WHAT THIS TASK INVOLVES.
Filter the listing so that only lines with the word "value" remain.

SUPPLIED INFORMATION.
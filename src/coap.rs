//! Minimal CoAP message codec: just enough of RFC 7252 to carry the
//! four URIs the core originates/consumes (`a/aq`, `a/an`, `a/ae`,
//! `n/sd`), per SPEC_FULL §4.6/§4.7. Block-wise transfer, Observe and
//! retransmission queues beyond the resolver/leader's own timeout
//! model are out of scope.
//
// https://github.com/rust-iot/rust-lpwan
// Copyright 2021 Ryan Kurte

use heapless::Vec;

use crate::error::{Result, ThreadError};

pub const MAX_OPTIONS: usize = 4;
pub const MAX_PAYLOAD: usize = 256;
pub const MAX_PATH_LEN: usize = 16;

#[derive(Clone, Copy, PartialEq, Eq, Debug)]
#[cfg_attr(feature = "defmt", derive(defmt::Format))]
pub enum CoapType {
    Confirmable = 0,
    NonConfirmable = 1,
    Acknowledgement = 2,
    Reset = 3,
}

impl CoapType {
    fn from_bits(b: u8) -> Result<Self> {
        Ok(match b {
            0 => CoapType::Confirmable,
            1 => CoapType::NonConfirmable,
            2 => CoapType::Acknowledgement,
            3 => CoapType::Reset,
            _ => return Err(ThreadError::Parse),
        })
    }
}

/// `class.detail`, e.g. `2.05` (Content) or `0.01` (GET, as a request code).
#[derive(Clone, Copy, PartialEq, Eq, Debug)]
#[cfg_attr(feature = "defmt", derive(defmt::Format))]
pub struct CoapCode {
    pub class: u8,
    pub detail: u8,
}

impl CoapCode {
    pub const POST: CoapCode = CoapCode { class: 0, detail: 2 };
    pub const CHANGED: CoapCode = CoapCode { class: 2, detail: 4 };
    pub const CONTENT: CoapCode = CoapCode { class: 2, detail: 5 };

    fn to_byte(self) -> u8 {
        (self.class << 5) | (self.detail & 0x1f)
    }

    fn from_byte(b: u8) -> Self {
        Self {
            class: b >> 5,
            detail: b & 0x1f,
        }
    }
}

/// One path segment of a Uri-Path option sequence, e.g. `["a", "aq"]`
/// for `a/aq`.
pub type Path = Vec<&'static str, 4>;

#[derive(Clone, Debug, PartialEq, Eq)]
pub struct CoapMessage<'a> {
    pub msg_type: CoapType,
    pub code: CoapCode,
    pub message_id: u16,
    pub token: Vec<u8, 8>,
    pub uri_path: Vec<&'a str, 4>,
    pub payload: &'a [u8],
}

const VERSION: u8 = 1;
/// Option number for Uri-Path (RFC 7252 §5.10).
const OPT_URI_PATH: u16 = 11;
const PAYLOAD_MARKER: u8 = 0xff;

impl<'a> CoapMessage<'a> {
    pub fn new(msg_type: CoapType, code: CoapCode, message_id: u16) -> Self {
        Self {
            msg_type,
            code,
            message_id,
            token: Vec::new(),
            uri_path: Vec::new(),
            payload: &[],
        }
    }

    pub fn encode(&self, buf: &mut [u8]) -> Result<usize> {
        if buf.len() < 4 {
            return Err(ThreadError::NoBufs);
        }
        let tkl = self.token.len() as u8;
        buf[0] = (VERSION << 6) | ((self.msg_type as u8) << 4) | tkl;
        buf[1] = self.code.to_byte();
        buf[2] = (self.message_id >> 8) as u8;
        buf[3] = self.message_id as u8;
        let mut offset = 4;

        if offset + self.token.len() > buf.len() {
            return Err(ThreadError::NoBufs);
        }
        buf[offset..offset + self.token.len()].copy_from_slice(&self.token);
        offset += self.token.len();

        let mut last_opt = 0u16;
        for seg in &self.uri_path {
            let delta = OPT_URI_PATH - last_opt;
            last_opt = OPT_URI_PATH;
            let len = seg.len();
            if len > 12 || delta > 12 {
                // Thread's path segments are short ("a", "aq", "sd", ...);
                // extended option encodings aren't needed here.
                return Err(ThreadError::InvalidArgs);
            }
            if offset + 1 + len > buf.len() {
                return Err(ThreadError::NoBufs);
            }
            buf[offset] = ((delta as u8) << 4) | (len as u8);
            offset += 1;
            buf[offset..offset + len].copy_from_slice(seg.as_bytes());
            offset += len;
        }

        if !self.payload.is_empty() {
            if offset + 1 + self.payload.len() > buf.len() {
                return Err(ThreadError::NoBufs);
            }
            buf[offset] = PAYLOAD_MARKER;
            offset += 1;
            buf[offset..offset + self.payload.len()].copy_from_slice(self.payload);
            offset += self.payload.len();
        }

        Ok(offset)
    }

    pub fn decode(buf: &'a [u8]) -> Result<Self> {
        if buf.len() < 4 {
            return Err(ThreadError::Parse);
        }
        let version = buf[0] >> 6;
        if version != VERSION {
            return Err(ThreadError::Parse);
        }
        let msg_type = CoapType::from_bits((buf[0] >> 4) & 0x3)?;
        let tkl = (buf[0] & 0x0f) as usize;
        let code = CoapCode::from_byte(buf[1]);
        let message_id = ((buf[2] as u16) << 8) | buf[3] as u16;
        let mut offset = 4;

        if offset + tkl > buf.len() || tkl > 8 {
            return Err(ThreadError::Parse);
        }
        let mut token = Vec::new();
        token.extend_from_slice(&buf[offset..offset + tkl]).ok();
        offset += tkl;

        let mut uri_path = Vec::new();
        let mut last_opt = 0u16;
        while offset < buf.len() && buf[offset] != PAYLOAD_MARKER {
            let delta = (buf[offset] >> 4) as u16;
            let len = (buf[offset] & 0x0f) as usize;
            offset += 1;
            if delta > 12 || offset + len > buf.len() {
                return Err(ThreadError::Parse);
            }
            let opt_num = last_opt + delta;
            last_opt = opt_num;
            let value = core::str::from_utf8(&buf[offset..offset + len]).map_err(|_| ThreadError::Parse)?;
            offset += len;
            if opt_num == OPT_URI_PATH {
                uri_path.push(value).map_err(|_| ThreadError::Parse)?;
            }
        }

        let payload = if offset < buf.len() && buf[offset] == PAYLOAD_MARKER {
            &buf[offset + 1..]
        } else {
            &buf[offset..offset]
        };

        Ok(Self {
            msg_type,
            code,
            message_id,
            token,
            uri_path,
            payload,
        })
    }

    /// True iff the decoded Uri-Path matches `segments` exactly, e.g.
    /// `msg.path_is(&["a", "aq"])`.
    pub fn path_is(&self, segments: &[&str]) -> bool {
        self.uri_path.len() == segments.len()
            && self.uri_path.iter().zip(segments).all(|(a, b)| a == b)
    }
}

RESULT FOR THIS TASK.
            let value = core::str::from_utf8(&buf[offset..offset + len]).map_err(|_| ThreadError::Parse)?;
                uri_path.push(value).map_err(|_| ThreadError::Parse)?;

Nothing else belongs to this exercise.